Наконец печка разошлась, от нее потянуло теплом, и я стал оттаивать, не только в физическом, но и в психологическом плане. Адреналин схлынул, резко навалились апатия и усталость, хотелось рухнуть в постель и забыться. Сказывалась и предыдущая бессонная ночь. Однако мне предстояло выдержать допрос, во время которого, вполне вероятно, меня будут бить. Да и пусть бьют, может, забьют до смерти, на том свете, наконец, отдохну.
— Кузнецов, встаньте смирно, — услышал словно сквозь вату голос Мороза.
Я поднял голову, пытаясь продрать слипающиеся глаза. Начальник лагеря, держа в руках мое дело, смотрел на меня сквозь линзы очков немигающим взглядом удава, гипнотизирующего кролика.
— Итак, вы мне сейчас подробно расскажете, что стало причиной конфликта, и кто был закоперщиком.
Прикинуться дурачком, мол, моя хата с краю, все побежали — и я побежал? Все равно на последующих допросах кто-то проговорится, не по своей воле, так под пытками. Те же уголовники, думается, особо и не будут ничего скрывать, либо скроют то, что им выгодно, выставив меня инициатором побоища. Сейчас, небось, в своем бараке уже вовсю сговариваются, как меня выставить крайним.
— Ладно, слушайте, а там решайте, кого казнить, кого миловать.
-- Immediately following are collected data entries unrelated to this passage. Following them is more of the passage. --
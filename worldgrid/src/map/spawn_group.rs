//! Spawn groups of a map, their active state and their condition driven spawning.

use tracing::{debug, error, instrument};

use crate::entity::{EntityData, EntityId};
use crate::spawn::{SpawnGroupData, SpawnGroupFlags};

use super::{Map, MapError};


impl Map {

    pub(super) fn load_spawn_groups(&mut self) {

        let map_id = self.key.map_id;
        self.spawn_groups.insert(crate::spawn::DEFAULT_SPAWN_GROUP, SpawnGroupData::default_group(map_id));

        for group in self.ctx.persistence.map_spawn_groups(map_id) {
            if group.map_id != map_id {
                continue;
            }
            self.spawn_groups.insert(group.group_id, group);
        }

    }

    #[inline]
    pub fn spawn_group_data(&self, group_id: u32) -> Option<&SpawnGroupData> {
        self.spawn_groups.get(&group_id)
    }

    /// System groups are always active, other groups are active by default unless they
    /// are manually spawned, toggling inverts the default.
    pub fn is_spawn_group_active(&self, group_id: u32) -> bool {

        let Some(group) = self.spawn_groups.get(&group_id) else {
            error!("tried to query state of non-existing spawn group {group_id} in map {}", self.key.map_id);
            return false;
        };

        if group.is_system() {
            return true;
        }

        let manual = group.flags.contains(SpawnGroupFlags::MANUAL_SPAWN);
        self.toggled_groups.contains(&group_id) != !manual

    }

    /// Set the active state of a spawn group, without spawning or despawning anything.
    pub fn set_spawn_group_active(&mut self, group_id: u32, state: bool) -> Result<(), MapError> {

        let group = self.spawn_groups.get(&group_id).ok_or(MapError::UnknownSpawnGroup(group_id))?;
        if group.is_system() {
            return Err(MapError::SystemSpawnGroup(group_id));
        }

        let manual = group.flags.contains(SpawnGroupFlags::MANUAL_SPAWN);
        if state != !manual {
            self.toggled_groups.insert(group_id);
        } else {
            self.toggled_groups.remove(&group_id);
        }

        Ok(())

    }

    /// Activate a spawn group and spawn its members whose grid is loaded. Members with
    /// a pending respawn are skipped unless respawn times are ignored, already spawned
    /// members are only duplicated when forced.
    pub fn spawn_group_spawn(&mut self, group_id: u32, ignore_respawn: bool, force: bool) -> Result<Vec<EntityId>, MapError> {

        self.set_spawn_group_active(group_id, true)?;

        let mut spawned = Vec::new();
        for (kind, spawn_id) in self.ctx.persistence.group_spawns(group_id) {

            if !kind.has_respawns() {
                continue;
            }

            if force || ignore_respawn {
                self.remove_respawn_time(kind, spawn_id, true);
            }

            if self.respawns.get(kind, spawn_id).is_some() {
                continue;
            }

            if !force {
                let exists = self.entities_by_spawn(kind, spawn_id)
                    .filter_map(|id| self.entities.get(&id))
                    .any(|entity| match &entity.data {
                        EntityData::Creature(creature) => creature.alive,
                        _ => true,
                    });
                if exists {
                    continue;
                }
            }

            let Some(data) = self.ctx.persistence.spawn_data(kind, spawn_id) else {
                continue;
            };

            debug_assert_eq!(data.map_id, self.key.map_id, "spawn group member of another map");

            // Members in unloaded grids are spawned by the grid loader.
            if let Some(id) = self.spawn_from_data(&data) {
                spawned.push(id);
            }

        }

        debug!("spawned {} entities of spawn group {group_id} in map {}", spawned.len(), self.key.map_id);
        Ok(spawned)

    }

    /// Deactivate a spawn group and queue its spawned members for removal, returning
    /// how many were queued.
    pub fn spawn_group_despawn(&mut self, group_id: u32, delete_respawn_times: bool) -> Result<usize, MapError> {

        let group = self.spawn_groups.get(&group_id).ok_or(MapError::UnknownSpawnGroup(group_id))?;
        if group.is_system() {
            return Err(MapError::SystemSpawnGroup(group_id));
        }

        let mut despawned = Vec::new();
        for (kind, spawn_id) in self.ctx.persistence.group_spawns(group_id) {
            if delete_respawn_times {
                self.remove_respawn_time(kind, spawn_id, true);
            }
            despawned.extend(self.entities_by_spawn(kind, spawn_id));
        }

        for &id in &despawned {
            self.add_to_remove_list(id);
        }

        self.set_spawn_group_active(group_id, false)?;
        debug!("despawned {} entities of spawn group {group_id} in map {}", despawned.len(), self.key.map_id);
        Ok(despawned.len())

    }

    /// Reconcile the active state of non-system groups with their conditions.
    #[instrument(skip_all)]
    pub(super) fn update_spawn_group_conditions(&mut self) {

        let mut group_ids = self.spawn_groups.values()
            .filter(|group| !group.is_system())
            .map(|group| (group.group_id, group.flags))
            .collect::<Vec<_>>();

        group_ids.sort_unstable_by_key(|&(group_id, _)| group_id);

        for (group_id, flags) in group_ids {

            let active = self.is_spawn_group_active(group_id);
            let should_be_active = self.ctx.rules.spawn_group_condition(self.key, group_id);
            let despawn = flags.contains(SpawnGroupFlags::DESPAWN_ON_CONDITION_FAILURE);

            // Manual groups are never spawned by their condition.
            let result = if flags.contains(SpawnGroupFlags::MANUAL_SPAWN) {
                if active && !should_be_active && despawn {
                    self.spawn_group_despawn(group_id, true).map(drop)
                } else {
                    Ok(())
                }
            } else if active == should_be_active {
                Ok(())
            } else if should_be_active {
                self.spawn_group_spawn(group_id, false, false).map(drop)
            } else if despawn {
                self.spawn_group_despawn(group_id, true).map(drop)
            } else {
                self.set_spawn_group_active(group_id, false)
            };

            if let Err(e) = result {
                error!("failed to update spawn group {group_id} of map {}: {e}", self.key.map_id);
            }

        }

    }

}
В общем, рассказал про отца Иллариона, как уголовники над ним измывались, как изуродовал Валета и его подельников, и как воры забили мне стрелку, то бишь вызвали на толковище. Про сработанный Семочко тесак благоразумно умолчал, хотя узнают рано или поздно. А то, что меня пришли поддержать политические и мужики — это их инициатива, люди устали от беспредела, творимого урками с молчаливого, и даже совсем не молчаливого согласия лагерной администрации.
— В каком смысле с согласия? — переспросил Мороз, быстро обменявшись взглядами с Лагиным. — Вы что же, заключенный Кузнецов, считаете, что администрация лагеря в сговоре с ворами?
— Ну, вам виднее, вы же с ними сговариваетесь, — бесстрашно ухмыльнулся я.
И тут же получил такой силы удар в ухо, что кулем свалился на пол. В глазах потемнело, в ушах зазвенело, попытался приподняться, уперевшись ладонью в пол, но тот предательски покачнулся, и я снова распластался на холодных досках.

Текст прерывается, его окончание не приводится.